- Also known as: XXXpert
- Born: Shahriyar Atababayev 30 September 1990 (age 35) Baku, Azerbaijan SSR, Soviet Union
- Origin: Azerbaijani
- Genres: Hip hop
- Occupations: Rapper, songwriter, poet
- Years active: 2009–present
- Labels: Synaps Production 101 Moon Ave

= Xpert =

Azerbaijani musician

Shahriyar Atababayev (Şəhriyar Zahid oğlu Atababayev), better known by his stage name Xpert, is an Azerbaijani rapper, songwriter, and poet.

== Life ==
Shahriyar Zahid Oglu Atababayev was born on 30 September 1990 in Baku. In 1996 he entered secondary school No. 292 and graduated from the school in 2007. In 2007 he entered the Faculty of Turkish language and literature of Qafqaz University, and in 2012 he entered the magistracy and graduated from it. He is married and has a daughter named Mary.

== Biography ==
Shahriyar Atababayev was born in September 1990 in Baku, Azerbaijan.

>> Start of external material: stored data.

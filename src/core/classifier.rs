// SPDX-License-Identifier: Apache-2.0
// Copyright 2025 itsakeyfut
//
// Licensed under the Apache License, Version 2.0 (the "License");
// you may not use this file except in compliance with the License.
// You may obtain a copy of the License at
//
//     http://www.apache.org/licenses/LICENSE-2.0
//
// Unless required by applicable law or agreed to in writing, software
// distributed under the License is distributed on an "AS IS" BASIS,
// WITHOUT WARRANTIES OR CONDITIONS OF ANY KIND, either express or implied.
// See the License for the specific language governing permissions and
// limitations under the License.

//! Upload classification by file extension
//!
//! Every file handed over by the host is routed to one of the fixed
//! directories based solely on its name suffix:
//!
//! ```text
//! gba gbc gb zip 7z   -> games/
//! sav                 -> saves/
//! ss*                 -> states/   (ss0, ss1, ...)
//! cheats              -> cheats/
//! ```
//!
//! Suffixes are compared case-insensitively. Anything else is refused.
//!
//! # Example
//!
//! ```
//! use savebridge::core::classifier::{classify, UploadClass};
//!
//! assert_eq!(classify("Pokemon.GBA").unwrap(), UploadClass::Game);
//! assert_eq!(classify("game.ss3").unwrap(), UploadClass::SaveState);
//! assert!(classify("notes.txt").is_err());
//! ```

use super::error::ClassifyError;
use super::layout::Directory;
use serde::{Deserialize, Serialize};
use std::fmt;

/// Cartridge and archive extensions accepted as games
pub const ROM_EXTENSIONS: &[&str] = &["gba", "gbc", "gb", "zip", "7z"];

/// Battery save extension
pub const SAVE_EXTENSION: &str = "sav";

/// Prefix shared by all numbered save-state extensions
pub const SAVE_STATE_PREFIX: &str = "ss";

/// Cheat file extension
pub const CHEATS_EXTENSION: &str = "cheats";

/// What an uploaded file is, as far as its extension tells
#[derive(Debug, Clone, Copy, PartialEq, Eq, Hash)]
pub enum UploadClass {
    Game,
    Save,
    SaveState,
    Cheats,
}

impl UploadClass {
    /// Directory this class of file lives in
    pub fn directory(self) -> Directory {
        match self {
            UploadClass::Game => Directory::Games,
            UploadClass::Save => Directory::Saves,
            UploadClass::SaveState => Directory::States,
            UploadClass::Cheats => Directory::Cheats,
        }
    }

    pub fn name(self) -> &'static str {
        match self {
            UploadClass::Game => "game",
            UploadClass::Save => "save",
            UploadClass::SaveState => "save state",
            UploadClass::Cheats => "cheats",
        }
    }
}

impl fmt::Display for UploadClass {
    fn fmt(&self, f: &mut fmt::Formatter<'_>) -> fmt::Result {
        f.write_str(self.name())
    }
}

/// Upload channel chosen by the host
///
/// Each channel accepts only a subset of the classes, so a ROM picker
/// cannot drop a save file into the games directory and vice versa.
#[derive(Debug, Clone, Copy, PartialEq, Eq, Hash, Serialize, Deserialize)]
#[serde(rename_all = "kebab-case")]
pub enum IngestKind {
    Rom,
    SaveOrState,
    Cheats,
}

impl IngestKind {
    /// Check whether this channel accepts the given class
    pub fn accepts(self, class: UploadClass) -> bool {
        matches!(
            (self, class),
            (IngestKind::Rom, UploadClass::Game)
                | (IngestKind::SaveOrState, UploadClass::Save)
                | (IngestKind::SaveOrState, UploadClass::SaveState)
                | (IngestKind::Cheats, UploadClass::Cheats)
        )
    }

    /// Channel that accepts the given class
    pub fn for_class(class: UploadClass) -> Self {
        match class {
            UploadClass::Game => IngestKind::Rom,
            UploadClass::Save | UploadClass::SaveState => IngestKind::SaveOrState,
            UploadClass::Cheats => IngestKind::Cheats,
        }
    }

    pub fn name(self) -> &'static str {
        match self {
            IngestKind::Rom => "rom",
            IngestKind::SaveOrState => "save-or-state",
            IngestKind::Cheats => "cheats",
        }
    }
}

impl fmt::Display for IngestKind {
    fn fmt(&self, f: &mut fmt::Formatter<'_>) -> fmt::Result {
        f.write_str(self.name())
    }
}

/// Extract the lower-cased suffix after the last `.`
///
/// Returns `None` when the name contains no `.` at all. A trailing dot
/// yields an empty suffix.
pub fn extension(filename: &str) -> Option<String> {
    filename
        .rsplit_once('.')
        .map(|(_, ext)| ext.to_ascii_lowercase())
}

/// Check an upload name is a plain file name
fn validate_filename(filename: &str) -> Result<(), ClassifyError> {
    if filename.is_empty()
        || filename == "."
        || filename == ".."
        || filename.contains('/')
        || filename.contains('\\')
        || filename.contains('\0')
    {
        return Err(ClassifyError::InvalidFilename(filename.to_string()));
    }
    Ok(())
}

/// Classify a file by its extension
///
/// # Errors
///
/// - `InvalidFilename` if the name is empty or contains a path separator
/// - `MissingExtension` if the name has no `.`
/// - `UnrecognizedExtension` for any suffix outside the table above
pub fn classify(filename: &str) -> Result<UploadClass, ClassifyError> {
    validate_filename(filename)?;

    let ext = extension(filename)
        .ok_or_else(|| ClassifyError::MissingExtension(filename.to_string()))?;

    if ROM_EXTENSIONS.contains(&ext.as_str()) {
        Ok(UploadClass::Game)
    } else if ext == SAVE_EXTENSION {
        Ok(UploadClass::Save)
    } else if ext.starts_with(SAVE_STATE_PREFIX) {
        Ok(UploadClass::SaveState)
    } else if ext == CHEATS_EXTENSION {
        Ok(UploadClass::Cheats)
    } else {
        Err(ClassifyError::UnrecognizedExtension {
            filename: filename.to_string(),
            extension: ext,
        })
    }
}

/// Classify a file and check it against the upload channel
pub fn classify_for(filename: &str, kind: IngestKind) -> Result<UploadClass, ClassifyError> {
    let class = classify(filename)?;
    if !kind.accepts(class) {
        return Err(ClassifyError::KindMismatch {
            filename: filename.to_string(),
            class: class.name(),
            kind: kind.name(),
        });
    }
    Ok(class)
}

He graduated from the Faculty of Turkish Language and Literature (Qafqaz University) in 2011 with a bachelor's degree and in 2014 with a master's degree.

Shahriyar met the rapper and producer nicknamed A4 and started his rap career in 2009.

Xpert is one of the founders of Synaps Production. Azerbaijan's most famous rap company.

He worked with many local and foreign artists as a musician, producer and director.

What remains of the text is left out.